Ш.Т.: Когда я познакомилась с Джексоном (он был еще совсем малыш) и решилась на усыновление, мама мне показала письмо, которое я написала ей лет в восемь. Я писала, что к Рождеству хочу получить брата или сестру - чтобы мы с ней поехали в приют и взяли бы их оттуда. Не знаю, откуда это взялось... Наверное, из воздуха Южной Африки - в начале 80-х там было столько сирот... Люди отчаивались и бросали детей. И начало эпидемии СПИДа... Во мне все это сохранилось
Я всегда хотела усыновить кого-то. Даже когда мы были вместе со Стюартом (с ирландским актером и режиссером Стюартом Таунсендом Терон связывали стабильные отношения на протяжении 9 лет. - Ред. FS), усыновление для меня была не запасным, а главным аэродромом. Но мы по-разному смотрели на него, поэтому Джексон появился, только когда мы уже расстались. Мне почему-то всегда казалось, что если тебе есть о ком заботиться, ты не пропадешь. Нет, правда - если есть кто-то, кто зависит от тебя, это такой спасательный круг, который держит тебя на плаву. Ты просто не можешь позволить себе утонуть. Когда я из Нью-Йорка приехала в Лос-Анджелес, я была совершенно растеряна. Я была безоговорочно предана балету, но балета в моей жизни уже быть не могло. И должно было появиться что-то другое. Я чувствовала себя как в густом лесу. И даже непонятно, есть ли в нем дорога... В балете, в спорте, в музыке ведь как: они формируют характер, потом достичь явных, зримых результатов ты можешь только усилием. Вчера не мог - напряг все силы - и смог. В балете в этом смысле была какая-то простота. В остальной жизни простоты не было. Сосредоточения и усилий было недостаточно. Мне надо было разглядеть дорогу, свою тропинку в лесу. И я пыталась записаться на прослушивания, заниматься на актерских курсах - без видимого успеха. Снимала лофт на двоих с подругой. И вот однажды иду по улице и вижу вывеску «Щенки». Раздают бездомных. Захожу, беру щенка и несу в наш лофт. Подруга была очень удивлена: «Чарли, ты в себе? Ты же не знаешь, где сама-то будешь на следующей неделе, а тут собака!» А я и не брала на себя ответственность, это мое тело само зашло в дом с вывеской «Щенки» и взяло одного. А скоро и еще одного - метиса-кокер-спаниеля. И вот эти два моих песика были знаком того, что я из Лос-Анджелеса уже не уеду, что я окончательно решила найти свой путь здесь. В этом лесу. Решение уже было принято, хотя сама я еще и не отдавала себе в этом отчет. То же и с усыновлением - я стала увереннее и сосредоточеннее, когда у меня появился Джексон. Будто со мной уже не может случиться ничего фатального - зависимость детей хранит меня.

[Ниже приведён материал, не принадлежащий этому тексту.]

use serde::{Deserialize, Deserializer};

/// Reads an explicit `null` (`~`) the same way as a missing field.
pub fn null_as_default<'de, D, T>(deserializer: D) -> Result<T, D::Error>
where
    D: Deserializer<'de>,
    T: Default + Deserialize<'de>,
{
    Ok(Option::<T>::deserialize(deserializer)?.unwrap_or_default())
}

#[cfg(test)]
mod tests {
    use super::*;

    #[derive(Debug, Deserialize)]
    struct Doc {
        #[serde(default, deserialize_with = "null_as_default")]
        items: Vec<i64>,
    }

    #[test]
    fn null_and_missing_read_as_empty() {
        let doc: Doc = serde_yaml::from_str("items: ~").unwrap();
        assert!(doc.items.is_empty());
        let doc: Doc = serde_yaml::from_str("items: null").unwrap();
        assert!(doc.items.is_empty());
        let doc: Doc = serde_yaml::from_str("{}").unwrap();
        assert!(doc.items.is_empty());
        let doc: Doc = serde_yaml::from_str("items: [-1, 2]").unwrap();
        assert_eq!(doc.items, vec![-1, 2]);
        assert!(serde_yaml::from_str::<Doc>("items: not-a-list").is_err());
    }
}
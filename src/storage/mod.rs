use std::path::Path;
use std::sync::Arc;

use async_trait::async_trait;

use crate::config::{Config, StorageBackend};
use crate::error::Result;
use crate::models::quiz::{Quiz, QuizSummary};

pub mod file_store;
pub mod s3_store;

pub use file_store::FileStore;
pub use s3_store::S3Store;

pub const QUIZ_KEY_PREFIX: &str = "quiz-";
pub const QUIZ_KEY_EXTENSION: &str = "yaml";

/// A collection of quiz documents keyed by quiz id.
#[async_trait]
pub trait QuizStore: Send + Sync {
    fn backend(&self) -> &'static str;

    async fn put(&self, quiz: &Quiz) -> Result<()>;

    async fn get(&self, id: &str) -> Result<Quiz>;

    /// Summaries of every stored quiz, ordered by storage name.
    async fn list(&self) -> Result<Vec<QuizSummary>>;

    async fn delete(&self, id: &str) -> Result<()>;
}

pub fn quiz_key(id: &str) -> String {
    format!("{}{}.{}", QUIZ_KEY_PREFIX, id, QUIZ_KEY_EXTENSION)
}

/// Inverse of [`quiz_key`]. Only the final path component is considered.
pub fn quiz_id_from_key(key: &str) -> Option<&str> {
    let name = key.rsplit('/').next()?;
    let id = name
        .strip_prefix(QUIZ_KEY_PREFIX)?
        .strip_suffix(QUIZ_KEY_EXTENSION)?
        .strip_suffix('.')?;
    if is_valid_quiz_id(id) {
        Some(id)
    } else {
        None
    }
}

pub fn is_valid_quiz_id(id: &str) -> bool {
    !id.is_empty() && id.bytes().all(|b| b.is_ascii_digit())
}

pub async fn build_store(config: &Config) -> Result<Arc<dyn QuizStore>> {
    match config.storage.backend {
        StorageBackend::Filesystem => {
            let store = FileStore::open(Path::new(&config.storage.directory)).await?;
            Ok(Arc::new(store))
        }
        StorageBackend::S3 => {
            let store = S3Store::connect(&config.aws.s3_bucket, &config.aws.region).await;
            Ok(Arc::new(store))
        }
    }
}

#[cfg(test)]
mod tests {
    use super::*;

    #[test]
    fn builds_keys_from_ids() {
        assert_eq!(quiz_key("1718000000000000000"), "quiz-1718000000000000000.yaml");
    }

    #[test]
    fn parses_ids_from_keys() {
        assert_eq!(quiz_id_from_key("quiz-123.yaml"), Some("123"));
        assert_eq!(quiz_id_from_key("archive/quiz-456.yaml"), Some("456"));
        assert_eq!(quiz_id_from_key("quiz-.yaml"), None);
        assert_eq!(quiz_id_from_key("quiz-12a.yaml"), None);
        assert_eq!(quiz_id_from_key("quiz-123.yml"), None);
        assert_eq!(quiz_id_from_key("notes-123.yaml"), None);
        assert_eq!(quiz_id_from_key("quiz-123yaml"), None);
    }

    #[test]
    fn only_digit_ids_are_valid() {
        assert!(is_valid_quiz_id("0042"));
        assert!(!is_valid_quiz_id(""));
        assert!(!is_valid_quiz_id("../etc"));
        assert!(!is_valid_quiz_id("12 3"));
    }
}
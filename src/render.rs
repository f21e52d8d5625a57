use std::sync::OnceLock;

use tera::{Context, Tera};

use crate::error::Result;
use crate::models::quiz::{Quiz, QuizSummary};

const QUIZ_LIST_TEMPLATE: &str = "quizzes.html";

static TEMPLATES: OnceLock<Tera> = OnceLock::new();

fn templates() -> Result<&'static Tera> {
    if let Some(tera) = TEMPLATES.get() {
        return Ok(tera);
    }
    let mut tera = Tera::default();
    tera.add_raw_template(
        QUIZ_LIST_TEMPLATE,
        include_str!("../templates/quizzes.html"),
    )?;
    Ok(TEMPLATES.get_or_init(|| tera))
}

/// HTML listing page with a link and a delete control per quiz.
pub fn quiz_list_page(quizzes: &[QuizSummary]) -> Result<String> {
    let mut context = Context::new();
    context.insert("quizzes", quizzes);
    Ok(templates()?.render(QUIZ_LIST_TEMPLATE, &context)?)
}

/// Plain-text body for a single quiz: the stored YAML document.
pub fn quiz_document(quiz: &Quiz) -> Result<String> {
    Ok(quiz.to_yaml()?)
}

FS: Но из этого следует, что мужчины в вашей жизни по определению на втором плане..
Ш.Т.: Ну... По натуре я определенно не романтик. Я никогда не ждала от отношений слишком многого. Я на многое соглашаюсь. Иногда я знала, что человек обходится со мной не очень, а все-таки думала: «Ты все-таки милый, и когда у нас будут дети, ты по-другому посмотришь на меня...» Наверное, как все женщины... Но потом я встретила людей, которые меня по-настоящему любят, и отказалась даже от такой формы компромисса в отношениях. Но в чем-то я всегда была довольно непримирима. Я не расстаюсь с теми, кто обманул меня. Я могу не расстаться с этим человеком. Но расстаюсь с этим мужчиной. Отношения для меня имеют смысл, когда они честные. Такие отношения были у нас со Стюартом. Мы ничего не скрывали друг от друга. И ничего особенного друг от друга не ждали. Нам нравилось быть рядом. Долгие годы. А потом мы как-то поехали вместе в Мексику, провели прекрасные две недели у океана и... И поняли, что мы как брат с сестрой, что мы уже не партнеры, не любовники, что мы... будто выросли друг из друга и у каждого теперь должна быть новая жизнь. Так же честно мы соединились Шоном (Шон Пенн - режиссер и актер. - Ред. FS). Мы были знакомы лет 20. А потом встретились. Состоявшиеся люди, многое уже испытавшие. Два самодостаточны одиноких человека. И соединились. А через год вполне безболезненно разошлись - у каждого по-прежнему свой путь. Да, это звучит не романтично, я знаю. Но реальность правда такова, и нечего ее мучить нашим ожиданиями.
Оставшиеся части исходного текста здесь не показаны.